Infant and toddler siblings of a sick or dying child can feel loss through:

  • Absence of a parent or of a sibling due to the treatment or death of the sibling
  • Interruption to routine caused by the treatment or death of a sibling
  • Grief and stress of their parents or other family members

These tips may help manage the feelings infant or toddler siblings of a sick or dying child may have:

  • Make time each day to hold, rock, and cuddle the sibling.
  • Keep the child on a schedule as much as possible.
  • Play a recording of parents reading a story or talking to the sibling in the parent's absence.

3- to 5-year-olds have response that are shaped by the way they see the world:

  • They are magical thinkers and don't understand the difference between fantasy and reality. They may believe death is temporary or reversible.
  • They are ego-centric and may believe the death of a sibling is punishment for something they did.

Tips for helping 3- to 5-year-old siblings cope with their feelings about a sick or dying child:

  • Use concrete language, such as "die," not euphemisms such as "sleep."
  • At this age a child can understand "Your brother's body stopped working"; "Your sister stopped breathing."
  • Make it clear to siblings that the death is not a consequence of something they did.

6- to 9-year-olds have a more evolved sense of dying:

  • They associate death with old age. They may not understand that they or a sibling could die.
  • They know more about how the body works, so they may have specific questions about how someone dies. A sibling may think that a bruise on their own body indicates the same illness a brother or sister had.
  • They may associate death with frightening images from cartoons, such as ghosts and spirits.

Tips for helping 6- to 9-year-old siblings understand their feelings about a sick or dying child:

  • Use visual aids they can understand. Child life specialists have used marshmallows to explain tumor growth or described leukemia as a thickening of the blood.
  • Make specific references to organs like heart and lungs.
  • Make clear that death is not like the images in cartoons.
  • Make clear to siblings that what happened to a brother or sister doesn't happen to everyone.

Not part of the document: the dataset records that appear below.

//! Minimal Gemini `generateContent` client.

use std::fmt;
use std::time::Duration;

use reqwest::{Client, StatusCode};
use serde_json::{json, Value};
use tracing::{debug, info};

use crate::config::LlmConfig;
use crate::error::Error;

const CONNECT_TIMEOUT_SECS: u64 = 30;

pub struct GeminiClient {
    api_key: String,
    model: String,
    temperature: f32,
    max_output_tokens: u32,
    base_url: String,
    client: Client,
}

// keep the key out of debug output
impl fmt::Debug for GeminiClient {
    fn fmt(&self, f: &mut fmt::Formatter<'_>) -> fmt::Result {
        f.debug_struct("GeminiClient")
            .field("model", &self.model)
            .field("base_url", &self.base_url)
            .finish_non_exhaustive()
    }
}

impl GeminiClient {
    /// Build a client from config. The key comes from `config.api_key`.
    ///
    /// # Errors
    ///
    /// [`Error::MissingApiKey`] when no non-blank key is configured.
    pub fn from_config(config: &LlmConfig) -> Result<Self, Error> {
        let api_key = config
            .api_key
            .as_deref()
            .map(str::trim)
            .filter(|k| !k.is_empty())
            .ok_or(Error::MissingApiKey)?;

        let client = Client::builder()
            .connect_timeout(Duration::from_secs(CONNECT_TIMEOUT_SECS))
            .timeout(Duration::from_secs(config.timeout_secs))
            .build()
            .map_err(|e| Error::Llm {
                message: format!("building HTTP client: {}", e),
            })?;

        Ok(Self {
            api_key: api_key.to_string(),
            model: config.model.clone(),
            temperature: config.temperature,
            max_output_tokens: config.max_output_tokens,
            base_url: config.base_url.trim_end_matches('/').to_string(),
            client,
        })
    }

    pub fn with_base_url(mut self, base_url: impl Into<String>) -> Self {
        self.base_url = base_url.into().trim_end_matches('/').to_string();
        self
    }

    pub fn model(&self) -> &str {
        &self.model
    }

    /// Send one system instruction plus one user prompt and return the text
    /// of the first candidate.
    pub async fn generate(&self, system: &str, prompt: &str) -> Result<String, Error> {
        let payload = json!({
            "systemInstruction": {"parts": [{"text": system}]},
            "contents": [{"role": "user", "parts": [{"text": prompt}]}],
            "generationConfig": {
                "temperature": self.temperature,
                "maxOutputTokens": self.max_output_tokens,
            },
        });

        let url = format!("{}/v1beta/models/{}:generateContent", self.base_url, self.model);
        debug!("gemini: sending {} prompt chars to {}", prompt.len(), self.model);

        let resp = self
            .client
            .post(&url)
            .header("x-goog-api-key", &self.api_key)
            .json(&payload)
            .send()
            .await
            .map_err(|e| Error::Llm {
                message: format!("request failed: {}", e.without_url()),
            })?;

        let status = resp.status();
        let body = resp.text().await.map_err(|e| Error::Llm {
            message: format!("reading response: {}", e.without_url()),
        })?;

        if !status.is_success() {
            return Err(classify_failure(status, &body));
        }

        let json: Value = serde_json::from_str(&body).map_err(|e| Error::Llm {
            message: format!("invalid JSON response: {}", e),
        })?;
        let text = parse_response(&json)?;
        info!("gemini: {} returned {} chars", self.model, text.len());
        Ok(text)
    }
}

/// Map a non-success response onto the error taxonomy.
fn classify_failure(status: StatusCode, body: &str) -> Error {
    let json: Value = serde_json::from_str(body).unwrap_or(Value::Null);
    let message = json["error"]["message"]
        .as_str()
        .map(str::to_string)
        .unwrap_or_else(|| body.chars().take(200).collect());
    let api_status = json["error"]["status"].as_str().unwrap_or("");

    let invalid_key = body.contains("API_KEY_INVALID");
    if status == StatusCode::UNAUTHORIZED || status == StatusCode::FORBIDDEN || invalid_key {
        return Error::InvalidApiKey;
    }

    if status == StatusCode::TOO_MANY_REQUESTS
        || api_status == "RESOURCE_EXHAUSTED"
        || message.to_lowercase().contains("quota")
    {
        return Error::RateLimited { message };
    }

    Error::Llm {
        message: format!("HTTP {}: {}", status.as_u16(), message),
    }
}

fn parse_response(json: &Value) -> Result<String, Error> {
    if let Some(reason) = json["promptFeedback"]["blockReason"].as_str() {
        return Err(Error::ResponseBlocked {
            reason: reason.to_string(),
        });
    }

    let candidate = &json["candidates"][0];
    let text: String = candidate["content"]["parts"]
        .as_array()
        .map(|parts| parts.iter().filter_map(|p| p["text"].as_str()).collect())
        .unwrap_or_default();

    if !text.trim().is_empty() {
        return Ok(text);
    }

    match candidate["finishReason"].as_str() {
        Some(reason) if reason == "SAFETY" || reason.starts_with("BLOCK") => {
            Err(Error::ResponseBlocked {
                reason: reason.to_string(),
            })
        }
        _ => Err(Error::EmptyResponse),
    }
}
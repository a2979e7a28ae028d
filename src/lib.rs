//! # product-critique
//!
//! Structured product breakdowns from a product name or URL, with an
//! SSRF-safe gate in front of every outbound fetch.
//!
//! The gate answers one question: may this server fetch this URL? It only
//! admits http(s) URLs whose host resolves, entirely, to public addresses.
//! Loopback, private, link-local, cloud metadata and reserved ranges are
//! refused, as are DNS failures and anything that does not parse.
//!
//! ## Quick Start
//!
//! ```rust,no_run
//! use product_critique::{is_safe_url, Gate};
//!
//! # async fn example() -> Result<(), product_critique::Error> {
//! assert!(!is_safe_url("http://169.254.169.254/latest/meta-data/"));
//!
//! let validated = Gate::system().validate("https://example.com/").await?;
//! println!("{} resolves to {:?}", validated.host, validated.addrs);
//! # Ok(())
//! # }
//! ```
//!
//! With the default `fetch` feature, [`Fetcher`] performs gate-checked GETs
//! pinned to the validated addresses, and [`Analyzer`] runs the full
//! scrape, prompt and model pipeline.

mod classify;
mod config;
mod error;
mod favicon;
mod policy;
mod prompt;
mod resolver;
mod safe_url;
mod sections;
mod validate;

#[cfg(feature = "fetch")]
mod analyze;
#[cfg(feature = "fetch")]
mod fetch;
#[cfg(feature = "fetch")]
mod gemini;
#[cfg(feature = "fetch")]
mod scrape;

pub use classify::{classify_ip, is_hostname_blocked, HostClassification};
pub use config::{Config, FetchConfig, GateConfig, LlmConfig, RedirectMode, API_KEY_ENV};
pub use error::{Error, GateRejection};
pub use favicon::{favicon_url, known_domain, EXAMPLE_PRODUCTS, KNOWN_PRODUCT_DOMAINS};
pub use policy::{Policy, PolicyBuilder, Refusal};
pub use prompt::{build_prompt, truncate_with_marker, SYSTEM_PROMPT, TRUNCATION_MARKER};
pub use resolver::{Resolve, StaticResolver, SystemResolver};
pub use safe_url::{looks_like_url, SafeUrl};
pub use sections::{markdown_to_safe_html, parse_analysis_sections, render_report_html, Section};
pub use validate::{is_safe_url, Gate, Validated, DEFAULT_RESOLVE_TIMEOUT};

#[cfg(feature = "fetch")]
pub use analyze::{Analysis, Analyzer, ContextSource};
#[cfg(feature = "fetch")]
pub use fetch::{FetchResult, Fetcher, MAX_REDIRECTS};
#[cfg(feature = "fetch")]
pub use gemini::GeminiClient;
#[cfg(feature = "fetch")]
pub use scrape::{extract_page_text, scrape_url};
//! Hostname resolution behind a trait, so the gate can be tested without
//! live DNS.

use std::collections::HashMap;
use std::net::IpAddr;

use async_trait::async_trait;
use hickory_resolver::config::ResolverOpts;
use hickory_resolver::TokioResolver;

use crate::error::Error;

/// Resolve a hostname to every address it currently points at.
///
/// Implementations must return the full A/AAAA set; the gate rejects the
/// host if any one of them is unsafe.
#[async_trait]
pub trait Resolve: Send + Sync {
    async fn lookup(&self, host: &str) -> Result<Vec<IpAddr>, Error>;
}

/// System DNS via hickory, configured from the host's resolv.conf.
///
/// A fresh resolver is built per lookup with caching disabled and a single
/// attempt, so an answer is never reused between a check and a later fetch.
#[derive(Debug, Clone, Copy, Default)]
pub struct SystemResolver;

#[async_trait]
impl Resolve for SystemResolver {
    async fn lookup(&self, host: &str) -> Result<Vec<IpAddr>, Error> {
        let mut opts = ResolverOpts::default();
        opts.cache_size = 0;
        opts.attempts = 1;

        let resolver = TokioResolver::builder_tokio()
            .map_err(|e| Error::unresolvable(host, e.to_string()))?
            .with_options(opts)
            .build();

        let response = resolver
            .lookup_ip(host)
            .await
            .map_err(|e| Error::unresolvable(host, e.to_string()))?;

        Ok(response.iter().collect())
    }
}

/// Fixed hostname → addresses table. Unknown names fail to resolve.
#[derive(Debug, Clone, Default)]
pub struct StaticResolver {
    entries: HashMap<String, Vec<IpAddr>>,
}

impl StaticResolver {
    pub fn new() -> Self {
        Self::default()
    }

    /// Map `host` (case-insensitive) to `addrs`.
    pub fn with(mut self, host: &str, addrs: impl IntoIterator<Item = IpAddr>) -> Self {
        self.entries
            .insert(host.to_ascii_lowercase(), addrs.into_iter().collect());
        self
    }
}

#[async_trait]
impl Resolve for StaticResolver {
    async fn lookup(&self, host: &str) -> Result<Vec<IpAddr>, Error> {
        self.entries
            .get(&host.to_ascii_lowercase())
            .cloned()
            .ok_or_else(|| Error::unresolvable(host, "no such host"))
    }
}
//! Gate policy: the base classification rule plus operator overrides.
//!
//! The default [`Policy`] admits only addresses classified as
//! [`HostClassification::Public`] and rejects the built-in hostname
//! blocklist. [`PolicyBuilder`] layers CIDR and hostname rules on top.
//!
//! Allow rules take precedence over block rules, which take precedence over
//! the base classification:
//! 1. If the IP matches an `allow_cidr` rule, it is allowed
//! 2. If the IP matches a `block_cidr` rule, it is blocked
//! 3. Otherwise it must classify as public
//!
//! **Be careful with `allow_cidr`.** It overrides every block, including
//! loopback and link-local. It exists for test servers bound to loopback and
//! for audited internal deployments.

use std::net::IpAddr;

use ipnet::IpNet;

use crate::classify::{classify_ip_with_reason, is_hostname_blocked, HostClassification};

/// Why an address or hostname was refused.
#[derive(Debug, Clone, PartialEq, Eq)]
pub struct Refusal {
    pub class: HostClassification,
    pub reason: String,
}

/// An immutable gate policy. Build one with [`PolicyBuilder`] or use
/// [`Policy::default`] for public-only.
#[derive(Debug, Clone, Default)]
pub struct Policy {
    blocked_cidrs: Vec<IpNet>,
    allowed_cidrs: Vec<IpNet>,
    blocked_hosts: Vec<String>,
}

impl Policy {
    /// Public-only policy with no overrides.
    pub fn public_only() -> Self {
        Self::default()
    }

    pub fn builder() -> PolicyBuilder {
        PolicyBuilder::default()
    }

    /// Check a resolved or literal address.
    pub fn check_ip(&self, ip: IpAddr) -> Result<(), Refusal> {
        if self.allowed_cidrs.iter().any(|cidr| cidr.contains(&ip)) {
            return Ok(());
        }

        if let Some(cidr) = self.blocked_cidrs.iter().find(|cidr| cidr.contains(&ip)) {
            let (class, _) = classify_ip_with_reason(ip);
            return Err(Refusal {
                class,
                reason: format!("blocked by policy CIDR rule: {}", cidr),
            });
        }

        match classify_ip_with_reason(ip) {
            (HostClassification::Public, _) => Ok(()),
            (class, range) => Err(Refusal {
                class,
                reason: range.to_string(),
            }),
        }
    }

    /// Check a normalized hostname before resolution. Hostname matching is
    /// case-insensitive.
    pub fn check_hostname(&self, host: &str) -> Result<(), String> {
        if let Some(blocked) = is_hostname_blocked(host) {
            return Err(format!("hostname {} is blocked", blocked));
        }

        let host_lower = host.to_lowercase();
        if let Some(pattern) = self
            .blocked_hosts
            .iter()
            .find(|pattern| matches_hostname_pattern(&host_lower, pattern))
        {
            return Err(format!("blocked by policy hostname rule: {}", pattern));
        }

        Ok(())
    }
}

/// Builder for [`Policy`]. Each method consumes `self`.
#[derive(Debug, Clone, Default)]
pub struct PolicyBuilder {
    blocked_cidrs: Vec<IpNet>,
    allowed_cidrs: Vec<IpNet>,
    blocked_hosts: Vec<String>,
}

impl PolicyBuilder {
    pub fn new() -> Self {
        Self::default()
    }

    /// Block an IP range (CIDR notation). Invalid CIDRs are ignored.
    pub fn block_cidr(mut self, cidr: &str) -> Self {
        match cidr.parse() {
            Ok(net) => self.blocked_cidrs.push(net),
            Err(_) => tracing::warn!("ignoring invalid block CIDR {:?}", cidr),
        }
        self
    }

    /// Allow an IP range (CIDR notation), overriding every other rule.
    pub fn allow_cidr(mut self, cidr: &str) -> Self {
        match cidr.parse() {
            Ok(net) => self.allowed_cidrs.push(net),
            Err(_) => tracing::warn!("ignoring invalid allow CIDR {:?}", cidr),
        }
        self
    }

    /// Block a hostname or `*.suffix` pattern.
    pub fn block_host(mut self, pattern: &str) -> Self {
        self.blocked_hosts.push(pattern.to_lowercase());
        self
    }

    pub fn build(self) -> Policy {
        Policy {
            blocked_cidrs: self.blocked_cidrs,
            allowed_cidrs: self.allowed_cidrs,
            blocked_hosts: self.blocked_hosts,
        }
    }
}

/// Match a lowercase hostname against a pattern (supports a leading `*.`).
/// `*.example.com` matches `example.com` itself too.
fn matches_hostname_pattern(host: &str, pattern: &str) -> bool {
    match pattern.strip_prefix("*.") {
        Some(base) => host == base || host.ends_with(&pattern[1..]),
        None => host == pattern,
    }
}
use std::path::PathBuf;
use std::process::ExitCode;

use anyhow::{Context, Result};
use clap::{Parser, Subcommand};
use tracing_subscriber::EnvFilter;

use product_critique::{
    favicon_url, parse_analysis_sections, render_report_html, Analyzer, Config, ContextSource,
    Error, EXAMPLE_PRODUCTS,
};

#[derive(Parser)]
#[command(name = "product-critique")]
#[command(about = "Structured product breakdowns from a product name or URL")]
#[command(version)]
struct Cli {
    /// Path to a TOML config file
    #[arg(long, global = true, env = "PRODUCT_CRITIQUE_CONFIG")]
    config: Option<PathBuf>,

    #[command(subcommand)]
    command: Commands,
}

#[derive(Subcommand)]
enum Commands {
    /// Analyze a product by name (e.g. "Figma") or URL
    Analyze {
        product: String,
        /// Write a standalone HTML report here instead of printing markdown
        #[arg(long, value_name = "OUT")]
        html: Option<PathBuf>,
    },
    /// Check whether a URL would be allowed through the fetch gate
    Check { url: String },
    /// Render a saved analysis (markdown) as an HTML report on stdout
    Render {
        file: PathBuf,
        /// Product name for the report heading (defaults to the file name)
        #[arg(long)]
        product: Option<String>,
    },
    /// List example products
    Examples,
}

fn init_logging() {
    let filter = EnvFilter::try_from_default_env()
        .unwrap_or_else(|_| EnvFilter::new("info,product_critique=debug"));
    tracing_subscriber::fmt()
        .with_env_filter(filter)
        .with_writer(std::io::stderr)
        .init();
}

#[tokio::main]
async fn main() -> Result<ExitCode> {
    // a missing .env is fine
    dotenvy::dotenv().ok();
    init_logging();

    let cli = Cli::parse();
    let config = Config::load(cli.config.as_deref())?;

    match cli.command {
        Commands::Analyze { product, html } => analyze(&config, &product, html).await,
        Commands::Check { url } => {
            if config.gate.gate().is_safe_url(&url).await {
                println!("safe");
                Ok(ExitCode::SUCCESS)
            } else {
                println!("unsafe");
                Ok(ExitCode::FAILURE)
            }
        }
        Commands::Render { file, product } => {
            let markdown = std::fs::read_to_string(&file)
                .with_context(|| format!("reading {}", file.display()))?;
            let product = product.unwrap_or_else(|| {
                file.file_stem()
                    .map(|s| s.to_string_lossy().into_owned())
                    .unwrap_or_default()
            });
            let favicon = favicon_url(&config.gate.gate(), &product).await;
            print!("{}", render_report_html(&product, &markdown, favicon.as_deref()));
            Ok(ExitCode::SUCCESS)
        }
        Commands::Examples => {
            for product in EXAMPLE_PRODUCTS {
                println!("{}", product);
            }
            Ok(ExitCode::SUCCESS)
        }
    }
}

async fn analyze(config: &Config, product: &str, html: Option<PathBuf>) -> Result<ExitCode> {
    let analysis = match Analyzer::from_config(config) {
        Ok(analyzer) => analyzer.analyze(product).await,
        Err(e) => Err(e),
    };

    let analysis = match analysis {
        Ok(analysis) => analysis,
        Err(e) => {
            eprintln!("{}", friendly_message(&e));
            return Ok(ExitCode::FAILURE);
        }
    };

    if analysis.context == ContextSource::Unavailable {
        eprintln!("Could not read that page. The analysis is based on the URL alone.");
    }

    match html {
        Some(out) => {
            let favicon = favicon_url(&config.gate.gate(), &analysis.product).await;
            let report = render_report_html(&analysis.product, &analysis.markdown, favicon.as_deref());
            std::fs::write(&out, report).with_context(|| format!("writing {}", out.display()))?;
            eprintln!("Report written to {}", out.display());
        }
        None => {
            let sections = parse_analysis_sections(&analysis.markdown);
            let body: Vec<&str> = sections.iter().map(|s| s.markdown.as_str()).collect();
            println!("{}", body.join("\n\n"));
        }
    }

    Ok(ExitCode::SUCCESS)
}

fn friendly_message(err: &Error) -> String {
    match err {
        Error::EmptyInput => "Please enter a product name or URL.".to_string(),
        Error::MissingApiKey => "No API key found. Set GOOGLE_API_KEY (or llm.api_key in the \
             config file). Get a free key at https://ai.google.dev"
            .to_string(),
        Error::InvalidApiKey => "Invalid API key. Check GOOGLE_API_KEY and try again. \
             Get a free key at https://ai.google.dev"
            .to_string(),
        Error::RateLimited { .. } => {
            "Rate limit or quota hit. Wait a minute and try again.".to_string()
        }
        Error::ResponseBlocked { .. } => {
            "The model declined to answer (safety filters). Try rephrasing the product name."
                .to_string()
        }
        Error::EmptyResponse => "The model didn't return any text. Try again.".to_string(),
        other => format!("Analysis failed: {}", other),
    }
}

10- to 12-year-olds understand the permanence of death:

  • They know that death is final and will happen to everyone including themselves.
  • They understand that their own death or the death of a sibling will cause sadness in others. A sick child at this age may say they have to hold on for their parents' sake.
  • They will respond more like adults with anger, sadness, and fear.
  • They will have increasingly more specific questions about the illness and about death.
  • They can find information on their own.

Tips for helping 10- to 12-year-old siblings of a sick or dying child:

  • Find opportunities for constructive venting of feelings, such as sibling groups at hospitals and art or play therapies.
  • Provide as much specific, factual information as possible.
  • Keep siblings in regular routines as much as possible. It may not seem like long, but professionals advise that children under age 12 not miss more than a week of school after a sibling has died. But they acknowledge that each child has unique needs.
  • After a death, make sure siblings still have a clear role in the family, but don't let them take on a parent's role.

Teenagers understand death with a more personal and long-term view:

  • They may want to talk to their friends more than to their parents.
  • They understand more on their own, so adults are validating information rather than giving it.
  • They understand their lives in the context of others', so they will want to leave a legacy and plan for their own deaths.
  • They can find information on their own.

Tips for helping teenage siblings of a sick or dying child:

  • Let friends and boyfriends or girlfriends be involved. Palliative care teams encourage friends to visit and extend their support services to them.
  • Don't be hurt when teenagers seek the support of their friends more than their parents.
  • As teenagers' grief is more like that of adults, teenagers who lose a sibling may need more time off of school and regular activities.

Children can be included in discussions about death and dying, but parents need not do it on their own. Palliative care professionals can help parents decide whether, when, and how to open this difficult conversation.